I’ve been thinking about critics. Mostly, I’m thinking about just how easy it is for someone to criticize, how impactful that criticism can be, without any sense of the critic’s credentials. Essentially: a critic can sink a ship even if he isn’t qualified to take the shot.
But what’s the value of the criticism? If you’re the ship, or your idea is the ship, how do you even know if the other person gets the bigger picture? It’s like asking an alien species to take a glance around an office building and determine what it is we humans are toiling on. Not all critics are without footing and base. That’s not my point. But I am stressing the notion that it’s easier for someone to take a shot at something they don’t understand.
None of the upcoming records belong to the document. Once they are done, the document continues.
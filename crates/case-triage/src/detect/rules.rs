use serde::Serialize;

/// Area of the record a rule inspects.
#[derive(Debug, Clone, Copy, PartialEq, Eq, Hash, Serialize)]
#[serde(rename_all = "snake_case")]
pub enum DetectorFamily {
    Confession,
    Eyewitness,
    Forensic,
    Misconduct,
}

impl DetectorFamily {
    pub const fn label(self) -> &'static str {
        match self {
            DetectorFamily::Confession => "confession",
            DetectorFamily::Eyewitness => "eyewitness",
            DetectorFamily::Forensic => "forensic",
            DetectorFamily::Misconduct => "misconduct",
        }
    }
}

/// Patterns whose first hit flags `indicator` at `confidence`.
#[derive(Debug, Clone, Copy)]
pub(super) struct Rule {
    pub(super) family: DetectorFamily,
    pub(super) indicator: &'static str,
    pub(super) confidence: f64,
    pub(super) patterns: &'static [&'static str],
}

pub(super) const INTERROGATION_HOURS: &str = r"(\d+)\s*hour";
pub(super) const LONG_INTERROGATION: &str = "Long High-Pressure Interrogation";
pub(super) const EXTENDED_INTERROGATION_HOURS: u32 = 8;
pub(super) const EXTENDED_INTERROGATION_CONFIDENCE: f64 = 0.90;

pub(super) static RULES: &[Rule] = &[
    Rule {
        family: DetectorFamily::Confession,
        indicator: "Coerced or False Confession",
        confidence: 0.75,
        patterns: &[
            r"(coer(ced|cion)|force[d]?|pressure|threat|intimidat)",
            r"(fear|afraid|scared).*confess",
            r"didn't.*want.*confess",
            r"(told|said).*confess.*or else",
        ],
    },
    Rule {
        family: DetectorFamily::Confession,
        indicator: "Confession Recanted",
        confidence: 0.85,
        patterns: &[
            r"recant(ed|ation)",
            r"take.*back.*confession",
            r"(false|untrue).*confession",
            r"not.*true.*when.*confess",
        ],
    },
    Rule {
        family: DetectorFamily::Confession,
        indicator: "Confession Missing Details",
        confidence: 0.70,
        patterns: &[
            r"lack.*detail",
            r"vague.*confession",
            r"general.*statement",
            r"no.*specific.*information",
            r"couldn't.*describe",
        ],
    },
    Rule {
        family: DetectorFamily::Confession,
        indicator: LONG_INTERROGATION,
        confidence: 0.80,
        patterns: &[
            INTERROGATION_HOURS,
            r"(lengthy|extended|prolonged).*interrogation",
            r"all\s*(night|day)",
            r"without.*break",
            r"exhausted|tired|fatigue",
        ],
    },
    Rule {
        family: DetectorFamily::Eyewitness,
        indicator: "Single Unreliable Eyewitness",
        confidence: 0.70,
        patterns: &[
            r"(single|only|sole).*witness",
            r"(unreliable|questionable|doubtful).*witness",
            r"(poor|limited|obstructed).*view",
            r"(dark|night|dim).*lighting",
            r"(brief|quick|fleeting).*glance",
        ],
    },
    Rule {
        family: DetectorFamily::Eyewitness,
        indicator: "Cross-Racial Identification",
        confidence: 0.75,
        patterns: &[
            r"cross-racial.*identification",
            r"different.*race",
            r"(white|black|hispanic|asian).*witness.*(white|black|hispanic|asian).*defendant",
        ],
    },
    Rule {
        family: DetectorFamily::Eyewitness,
        indicator: "Suggestive Lineup Procedures",
        confidence: 0.80,
        patterns: &[
            r"(suggestive|biased|flawed).*lineup",
            r"(single|show-?up).*identification",
            r"(photo.*array|lineup).*problematic",
            r"only.*one.*match",
            r"stood.*out",
        ],
    },
    Rule {
        family: DetectorFamily::Eyewitness,
        indicator: "Witness Uncertainty",
        confidence: 0.65,
        patterns: &[
            r"(not|un)sure",
            r"(might|maybe|possibly|perhaps)",
            r"(hesitat|uncertain)",
            r"looks.*like",
            r"could.*be",
            r"coached.*witness",
        ],
    },
    Rule {
        family: DetectorFamily::Eyewitness,
        indicator: "Witness Recantation",
        confidence: 0.90,
        patterns: &[
            r"witness.*recant",
            r"take.*back.*testimony",
            r"was.*wrong.*identification",
            r"mistaken.*identity",
        ],
    },
    Rule {
        family: DetectorFamily::Eyewitness,
        indicator: "Inconsistent Witness Statements",
        confidence: 0.70,
        patterns: &[
            r"(inconsistent|contradict|conflict).*statement",
            r"(changed|modified|altered).*testimony",
            r"(different|varying).*account",
        ],
    },
    Rule {
        family: DetectorFamily::Forensic,
        indicator: "No Physical Evidence",
        confidence: 0.75,
        patterns: &[
            r"no.*(physical|forensic).*evidence",
            r"lack.*evidence",
            r"absence.*evidence",
            r"without.*evidence",
        ],
    },
    Rule {
        family: DetectorFamily::Forensic,
        indicator: "Forensic Evidence Disproven",
        confidence: 0.85,
        patterns: &[
            r"(disproven|discredited|invalidated).*evidence",
            r"(false|erroneous).*forensic",
            r"(retracted|withdrawn).*expert",
        ],
    },
    Rule {
        family: DetectorFamily::Forensic,
        indicator: "Discredited Forensic Methods",
        confidence: 0.80,
        patterns: &[
            r"(hair|bite.*mark|fiber).*analysis",
            r"discredited.*method",
            r"(unreliable|unvalidated).*technique",
            r"junk.*science",
            r"arson.*investigation.*flawed",
        ],
    },
    Rule {
        family: DetectorFamily::Forensic,
        indicator: "DNA Not Tested",
        confidence: 0.85,
        patterns: &[
            r"dna.*(not|never).*test",
            r"dna.*excluded",
            r"dna.*evidence.*unavailable",
            r"dna.*not.*admitted",
            r"refuse.*dna.*test",
        ],
    },
    Rule {
        family: DetectorFamily::Misconduct,
        indicator: "Brady Violations",
        confidence: 0.90,
        patterns: &[
            r"brady.*violation",
            r"withheld.*evidence",
            r"suppressed.*evidence",
            r"(concealed|hid).*exculpatory",
            r"failed.*disclose",
        ],
    },
    Rule {
        family: DetectorFamily::Misconduct,
        indicator: "Fabricated Witness Statements",
        confidence: 0.85,
        patterns: &[
            r"(fabricat|manufactur|creat).*evidence",
            r"(false|fake).*statement",
            r"(plant|tamper).*evidence",
            r"coerced.*testimony",
        ],
    },
    Rule {
        family: DetectorFamily::Misconduct,
        indicator: "Official Misconduct",
        confidence: 0.80,
        patterns: &[
            r"(prosecutorial|police).*misconduct",
            r"(abuse|misuse).*power",
            r"(corrupt|improper).*conduct",
            r"(bias|prejudice).*investigation",
        ],
    },
    Rule {
        family: DetectorFamily::Misconduct,
        indicator: "Inflammatory Arguments",
        confidence: 0.70,
        patterns: &[
            r"inflammatory.*argument",
            r"prejudicial.*statement",
            r"improper.*closing",
            r"appeal.*emotion",
        ],
    },
];
//! Inbound CALL handlers
//!
//! A [`HandlerRegistry`] maps actions to handler functions. It is built once
//! at startup and shared read-only with the dispatcher.

use std::collections::HashMap;
use std::future::Future;
use std::sync::atomic::{AtomicI32, Ordering};
use std::sync::Arc;

use chrono::Utc;
use futures_util::future::{BoxFuture, FutureExt};
use serde::Serialize;
use serde_json::Value;
use thiserror::Error;

use crate::config::CentralConfig;
use crate::ocpp::*;

/// Identity of the CALL being handled
#[derive(Debug, Clone, PartialEq, Eq)]
pub struct CallContext {
    pub device_id: String,
    pub message_id: String,
    pub action: Action,
}

/// Handler failures, mapped onto CALLERROR codes by the dispatcher
#[derive(Debug, Error)]
pub enum HandlerError {
    #[error("invalid payload: {0}")]
    Payload(#[from] PayloadError),

    #[error("{0}")]
    Internal(String),
}

impl HandlerError {
    pub fn internal(msg: impl Into<String>) -> Self {
        HandlerError::Internal(msg.into())
    }

    /// Converts to the CALLERROR code sent to the device
    pub fn error_code(&self) -> ErrorCode {
        match self {
            HandlerError::Payload(_) => ErrorCode::FormationViolation,
            HandlerError::Internal(_) => ErrorCode::InternalError,
        }
    }
}

pub type HandlerFuture = BoxFuture<'static, Result<Value, HandlerError>>;

/// Type-erased handler taking the raw payload and returning the raw reply
pub type Handler = Arc<dyn Fn(CallContext, Value) -> HandlerFuture + Send + Sync>;

#[derive(Default, Clone)]
pub struct HandlerRegistry {
    handlers: HashMap<Action, Handler>,
}

impl HandlerRegistry {
    pub fn new() -> Self {
        Self::default()
    }

    /// Registry preloaded with the stock central system replies
    pub fn with_defaults(config: &CentralConfig) -> Self {
        let interval = config.heartbeat_interval;
        let next_transaction = Arc::new(AtomicI32::new(1));

        Self::new()
            .reply_with(Action::Authorize, |_| AuthorizeConf {
                id_tag_info: IdTagInfo::accepted(),
            })
            .reply_with(Action::BootNotification, move |_| BootNotificationConf {
                current_time: Utc::now(),
                interval,
                status: RegistrationStatus::Accepted,
            })
            .reply_with(Action::Heartbeat, |_| HeartbeatConf {
                current_time: Utc::now(),
            })
            .reply_with(Action::StartTransaction, move |_| StartTransactionConf {
                id_tag_info: IdTagInfo::accepted(),
                transaction_id: next_transaction.fetch_add(1, Ordering::Relaxed),
            })
            .reply_with(Action::StopTransaction, |_| StopTransactionConf::default())
            .reply_with(Action::StatusNotification, |_| StatusNotificationConf {})
            .reply_with(Action::MeterValues, |_| MeterValuesConf {})
            .reply_with(Action::FirmwareStatusNotification, |_| {
                FirmwareStatusNotificationConf {}
            })
            .reply_with(Action::DiagnosticsStatusNotification, |_| {
                DiagnosticsStatusNotificationConf {}
            })
            .reply_with(Action::DataTransfer, |_| DataTransferConf {
                status: DataTransferStatus::Accepted,
                data: None,
            })
    }

    /// Register a typed handler. The request type selects the action.
    ///
    /// The payload is decoded into `R` before the handler runs; a payload
    /// that does not fit `R` fails as [`HandlerError::Payload`].
    pub fn on<R, F, Fut>(self, handler: F) -> Self
    where
        R: Request,
        F: Fn(CallContext, R) -> Fut + Send + Sync + 'static,
        Fut: Future<Output = Result<R::Response, HandlerError>> + Send + 'static,
    {
        let handler = Arc::new(handler);
        self.on_raw(R::ACTION, move |ctx, raw| {
            let handler = handler.clone();
            async move {
                let request: R = from_payload(&raw)?;
                let response = handler(ctx, request).await?;
                encode_reply(&response)
            }
        })
    }

    /// Register a handler working on raw JSON payloads
    pub fn on_raw<F, Fut>(mut self, action: Action, handler: F) -> Self
    where
        F: Fn(CallContext, Value) -> Fut + Send + Sync + 'static,
        Fut: Future<Output = Result<Value, HandlerError>> + Send + 'static,
    {
        let handler: Handler = Arc::new(move |ctx: CallContext, raw: Value| handler(ctx, raw).boxed());
        self.handlers.insert(action, handler);
        self
    }

    /// Register a fixed reply that ignores the request body.
    ///
    /// The payload still has to be a JSON object.
    pub fn reply_with<T, F>(self, action: Action, reply: F) -> Self
    where
        T: Serialize,
        F: Fn(&CallContext) -> T + Send + Sync + 'static,
    {
        self.on_raw(action, move |ctx, raw| {
            let result = require_object(&ctx, &raw).and_then(|_| encode_reply(&reply(&ctx)));
            async move { result }
        })
    }

    pub fn get(&self, action: Action) -> Option<Handler> {
        self.handlers.get(&action).cloned()
    }

    pub fn contains(&self, action: Action) -> bool {
        self.handlers.contains_key(&action)
    }

    pub fn remove(mut self, action: Action) -> Self {
        self.handlers.remove(&action);
        self
    }

    pub fn actions(&self) -> Vec<Action> {
        let mut actions: Vec<Action> = self.handlers.keys().copied().collect();
        actions.sort_by_key(|a| *a as usize);
        actions
    }

    pub fn len(&self) -> usize {
        self.handlers.len()
    }

    pub fn is_empty(&self) -> bool {
        self.handlers.is_empty()
    }
}

impl std::fmt::Debug for HandlerRegistry {
    fn fmt(&self, f: &mut std::fmt::Formatter<'_>) -> std::fmt::Result {
        f.debug_struct("HandlerRegistry")
            .field("actions", &self.actions())
            .finish()
    }
}

fn require_object(ctx: &CallContext, raw: &Value) -> Result<(), HandlerError> {
    if raw.is_object() {
        Ok(())
    } else {
        Err(PayloadError::schema(
            ctx.action.descriptor().request.name,
            "payload is not an object",
        )
        .into())
    }
}

// Reply serialization failures are internal errors.
fn encode_reply<T: Serialize>(reply: &T) -> Result<Value, HandlerError> {
    to_payload(reply).map_err(|e| HandlerError::internal(e.to_string()))
}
Most of my critics don’t usually get where I’m going with things. It’s probably my fault to a great degree, because I’m not communicating in a way that makes sense, or I’m using shortcuts in my conversation. Sometimes, I see the vision of the thing I’m thinking so clearly that I think (often wrongly) that everyone else sees it just as clearly. Silly me, I know. But that’s one of the roots of criticisms leveled against me.
They’ll Never See It
I was listening to a humorous rendition of the Noah’s Ark Story on This American Life a week or so back, and I was thinking, “But how would they know?” If you lived next door to an old dude who started chopping down the trees between your hut and his, how would you know whether he was a visionary or a fruit?
It was either Michael Jordan or Colin Powell who wrote about the fact that when you’re coming up (in celebrity, in fame), your friends will inadvertently try to hold you down. They can’t see it, either. They see you as having a big head.
When we launched PodCamp, there were critics telling us that the local brain trust was good enough, and that a meetup would suffice. Some of those folks didn’t see that we felt this would be a larger platform for sharing knowledge, something that would have “legs.” Before we launched it, it didn’t make sense. Hell, try telling sponsors they really want to spend money with us, an unknown. Some of them got it (and we love them – Porter Novelli, Podcast Ready, Topaz, Talkshoe, Museum of Science, etc, etc) and plenty more didn’t.
But just because people don’t get it doesn’t mean it’s not real and not valuable.
Dreamer, Alchemist, or Visionary
Did you ever read any Neal Stephenson? I really dig him. For instance, when I read Quicksilver, I loved the whole point of view of what Daniel Webster was trying to learn versus what the Dons at Harvard were interested in pursuing. They were trash-talking Webster, and yet, centuries later, MIT is certainly churning out something new.
When everyone’s a spiritualist, what does an alchemist resemble? When everyone’s an alchemist, what’s a physical scientist look like? When everyone’s a desktop app programmer, what does someone who sees a future on web-top look like?
So, how are you going to criticize what you don’t perceive?
Further, as someone possessed of vision, it becomes VERY important to stick to your guns. Vision versus crazy. It might be a fine line. But if you’re either, ride it out. And damn the critics. One thing is certain: “critic” and “vision” rarely coexist in a single entity.